[PROVIDED INFORMATION — start]
pub mod cli;
pub mod commands;
pub mod modules;
pub mod shared;

use cli::Cli;
use commands::{execute, AppContext};
use modules::{
    auth::{AuthGateway, AuthService, SessionGateway},
    render::{OutputOptions, Presenter},
    search::{SearchBackend, SearchService},
};
use shared::{
    utils::{init_logger, SearchThrottle},
    AppConfig, AppResult, OnionApiClient,
};
use std::process::ExitCode;
use std::sync::Arc;

/// Wire the services together and run one command line.
///
/// Configuration and setup failures are returned; failures of the command
/// itself are printed localized and reported through the exit code.
pub async fn run(cli: Cli) -> AppResult<ExitCode> {
    init_logger();

    let mut config = AppConfig::from_env()?;
    if let Some(base_url) = cli.base_url {
        config = config.with_base_url(base_url)?;
    }
    if let Some(locale) = cli.locale {
        config.locale = locale;
    }
    log::info!("Using backend at {} ({})", config.base_url, config.locale);

    // One client, so the session cookie is shared between login and search
    let client = Arc::new(OnionApiClient::new(&config)?);
    let auth_gateway: Arc<dyn AuthGateway> = client.clone();
    let session: Arc<dyn SessionGateway> = client.clone();
    let backend: Arc<dyn SearchBackend> = client;

    let auth_service = Arc::new(AuthService::new(
        auth_gateway,
        Arc::clone(&session),
        config.locale,
    ));
    let throttle = SearchThrottle::per_minute(config.searches_per_minute);
    log::debug!("Search quota: {} per minute", throttle.per_minute_quota());
    let search_service = Arc::new(SearchService::new(
        session,
        backend,
        throttle,
        config.locale,
    ));

    let options = OutputOptions {
        json: cli.json,
        html: cli.html,
        color: !cli.no_color,
    };
    let presenter = Arc::new(Presenter::new(options, config.locale)?);

    let ctx = AppContext {
        auth_service,
        search_service,
        presenter: Arc::clone(&presenter),
    };

    match execute(cli.command, &ctx).await {
        Ok(()) => Ok(ExitCode::SUCCESS),
        Err(err) => {
            log::debug!("Command failed: {:?}", err);
            eprintln!("{}", presenter.error(&err));
            Ok(ExitCode::FAILURE)
        }
    }
}
use crate::modules::search::domain::Submission;
use std::sync::Arc;
use tokio::sync::Mutex;

/// The single result display area
///
/// Holds at most one submission. A newer submission replaces the shown one;
/// an older submission arriving late is refused.
#[derive(Clone, Default)]
pub struct ResultPane {
    state: Arc<Mutex<PaneState>>,
}

#[derive(Default)]
struct PaneState {
    newest_id: u64,
    current: Option<Submission>,
}

impl ResultPane {
    pub fn new() -> Self {
        Self::default()
    }

    /// Show `submission`, replacing whatever was there. Returns `false` when a
    /// newer submission has already been shown.
    pub async fn present(&self, submission: Submission) -> bool {
        let mut state = self.state.lock().await;
        if submission.id < state.newest_id {
            return false;
        }
        state.newest_id = submission.id;
        state.current = Some(submission);
        true
    }

    pub async fn current(&self) -> Option<Submission> {
        self.state.lock().await.current.clone()
    }

    pub async fn clear(&self) {
        self.state.lock().await.current = None;
    }
}
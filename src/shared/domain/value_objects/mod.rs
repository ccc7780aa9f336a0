mod locale;

pub use locale::{Locale, Message};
[PROVIDED INFORMATION — finish]
:: WHAT TO WORK ON ::
Take each record above and return it verbatim.

:: PROBLEM SOLUTION ::
pub mod cli;
pub mod commands;
pub mod modules;
pub mod shared;

use cli::Cli;
use commands::{execute, AppContext};
use modules::{
    auth::{AuthGateway, AuthService, SessionGateway},
    render::{OutputOptions, Presenter},
    search::{SearchBackend, SearchService},
};
use shared::{
    utils::{init_logger, SearchThrottle},
    AppConfig, AppResult, OnionApiClient,
};
use std::process::ExitCode;
use std::sync::Arc;

/// Wire the services together and run one command line.
///
/// Configuration and setup failures are returned; failures of the command
/// itself are printed localized and reported through the exit code.
pub async fn run(cli: Cli) -> AppResult<ExitCode> {
    init_logger();

    let mut config = AppConfig::from_env()?;
    if let Some(base_url) = cli.base_url {
        config = config.with_base_url(base_url)?;
    }
    if let Some(locale) = cli.locale {
        config.locale = locale;
    }
    log::info!("Using backend at {} ({})", config.base_url, config.locale);

    // One client, so the session cookie is shared between login and search
    let client = Arc::new(OnionApiClient::new(&config)?);
    let auth_gateway: Arc<dyn AuthGateway> = client.clone();
    let session: Arc<dyn SessionGateway> = client.clone();
    let backend: Arc<dyn SearchBackend> = client;

    let auth_service = Arc::new(AuthService::new(
        auth_gateway,
        Arc::clone(&session),
        config.locale,
    ));
    let throttle = SearchThrottle::per_minute(config.searches_per_minute);
    log::debug!("Search quota: {} per minute", throttle.per_minute_quota());
    let search_service = Arc::new(SearchService::new(
        session,
        backend,
        throttle,
        config.locale,
    ));

    let options = OutputOptions {
        json: cli.json,
        html: cli.html,
        color: !cli.no_color,
    };
    let presenter = Arc::new(Presenter::new(options, config.locale)?);

    let ctx = AppContext {
        auth_service,
        search_service,
        presenter: Arc::clone(&presenter),
    };

    match execute(cli.command, &ctx).await {
        Ok(()) => Ok(ExitCode::SUCCESS),
        Err(err) => {
            log::debug!("Command failed: {:?}", err);
            eprintln!("{}", presenter.error(&err));
            Ok(ExitCode::FAILURE)
        }
    }
}
use crate::modules::search::domain::Submission;
use std::sync::Arc;
use tokio::sync::Mutex;

/// The single result display area
///
/// Holds at most one submission. A newer submission replaces the shown one;
/// an older submission arriving late is refused.
#[derive(Clone, Default)]
pub struct ResultPane {
    state: Arc<Mutex<PaneState>>,
}

#[derive(Default)]
struct PaneState {
    newest_id: u64,
    current: Option<Submission>,
}

impl ResultPane {
    pub fn new() -> Self {
        Self::default()
    }

    /// Show `submission`, replacing whatever was there. Returns `false` when a
    /// newer submission has already been shown.
    pub async fn present(&self, submission: Submission) -> bool {
        let mut state = self.state.lock().await;
        if submission.id < state.newest_id {
            return false;
        }
        state.newest_id = submission.id;
        state.current = Some(submission);
        true
    }

    pub async fn current(&self) -> Option<Submission> {
        self.state.lock().await.current.clone()
    }

    pub async fn clear(&self) {
        self.state.lock().await.current = None;
    }
}
filename src/shared/domain/value_objects/mod.rs
repository ccc7780aa9f336a0
mod locale;

pub use locale::{Locale, Message};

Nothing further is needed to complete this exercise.